Leo lo miró, y algo cambió en su expresión. No era ira. Era decepción.
Deara, sin decir una palabra, se levantó también. Caminó entre ambos y se cruzó de brazos.
—Basta. No quiero que esto termine en otra pelea estúpida. ¿Entienden? Ya no estamos en la edad de pegarnos porque alguien mira raro al otro.
Auren desvió la mirada. Leo respiró hondo y volvió a sentarse.
La tarde continuó, tensa, pero sin más estallidos. De a poco, retomaron el trabajo. Las frases que antes compartían con facilidad ahora eran breves, impersonales. Solo Deara intentaba mantener una conexión entre los tres.
A medida que el sol descendía, Auren comenzó a relajarse. Leo también, aunque evitaban el contacto visual directo. Trabajaron en la exposición, practicaron en voz alta, corrigieron tiempos.
En un descanso, Deara salió al jardín a tomar aire. Auren la siguió sin que ella lo notara. La encontró sentada en el banco de madera, mirando al cielo entre los árboles.
—Sabes que nunca quise meterlo en esto —dijo Auren, sin que ella lo mirara.
—Y sin embargo, ya está dentro. Como tú. Como yo. ¿Cuánto tiempo pensabas que podrías seguir con la fachada?

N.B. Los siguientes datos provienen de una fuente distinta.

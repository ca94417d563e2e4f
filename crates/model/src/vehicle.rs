use chrono::{DateTime, Utc};

use crate::{location_of, GeoPoint, Located};

/// Vehicles faster than this are considered moving.
pub const MOVING_SPEED_MPH: f64 = 0.5;

/// Most recent known state of one vehicle.
#[derive(Debug, Clone, PartialEq)]
pub struct VehicleReading {
    pub name: String,
    pub observed_at: Option<DateTime<Utc>>,
    pub latitude: Option<f64>,
    pub longitude: Option<f64>,
    pub speed_mph: f64,
    pub heading_degrees: Option<f64>,
}

impl VehicleReading {
    pub fn is_moving(&self) -> bool {
        self.speed_mph > MOVING_SPEED_MPH
    }
}

impl Located for VehicleReading {
    fn location(&self) -> Option<GeoPoint> {
        location_of(self.latitude, self.longitude)
    }
}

Auren se sentó a su lado. El crujido de la madera fue suave.
—Quería protegerte.
Ella lo miró, por fin. Con dulzura, pero también con firmeza.
—Tú no decides qué puedo o no saber. Hace tiempo que dejaste de ser ese niño que lloraba en mi hombro, Auren. Y yo dejé de ser esa niña asustada que creía que todo se arreglaba con abrazos. Somos algo más. Todos lo somos ahora.
Hubo un silencio que no dolió. Solo pesó. Auren bajó la cabeza y asintió.
—Lo siento.
Ella le sonrió levemente.
—Lo sientes mucho últimamente.
Ya entrada la noche, Leo y Auren terminaron juntos una de las últimas partes del proyecto. Las palabras fluían entre ellos con más naturalidad, como si la discusión de antes hubiese vaciado un poco la presión.
Leo se inclinó sobre la hoja, corrigiendo unas fechas, mientras Auren le señalaba un error.
—Eso fue en 1864, no 1870.
—Entonces arréglalo tú, listillo.
Auren sonrió.
—Como quieras, hombre lobo.
Leo lo miró de reojo, pero también sonrió. Poco a poco, la normalidad volvía, aunque el aire aún cargaba los restos de lo dicho.
A medianoche, el proyecto estaba oficialmente terminado. Las carpetas cerradas, la presentación lista, los nervios reemplazados por cansancio. Deara se estiró en la silla y exhaló aliviada.
—No puedo creer que lo terminamos.
—Y sobrevivimos —añadió Leo, levantando una mano para chocar los cinco con Auren.
Este lo miró un momento, luego le devolvió el gesto, chocando su palma de forma rápida.
—Milagros pasan.
Deara rió y se tumbó en la alfombra.
—Ahora solo queda presentarlo. Y, por favor, intenten no matarse en medio del aula.
Leo y Auren intercambiaron una mirada. Y aunque no lo dijeron, ambos sabían que algo había cambiado. Algo que ni los colmillos, ni la sangre, ni la luna podían detener.
El proyecto estaba terminado.
Pero su historia... apenas comenzaba.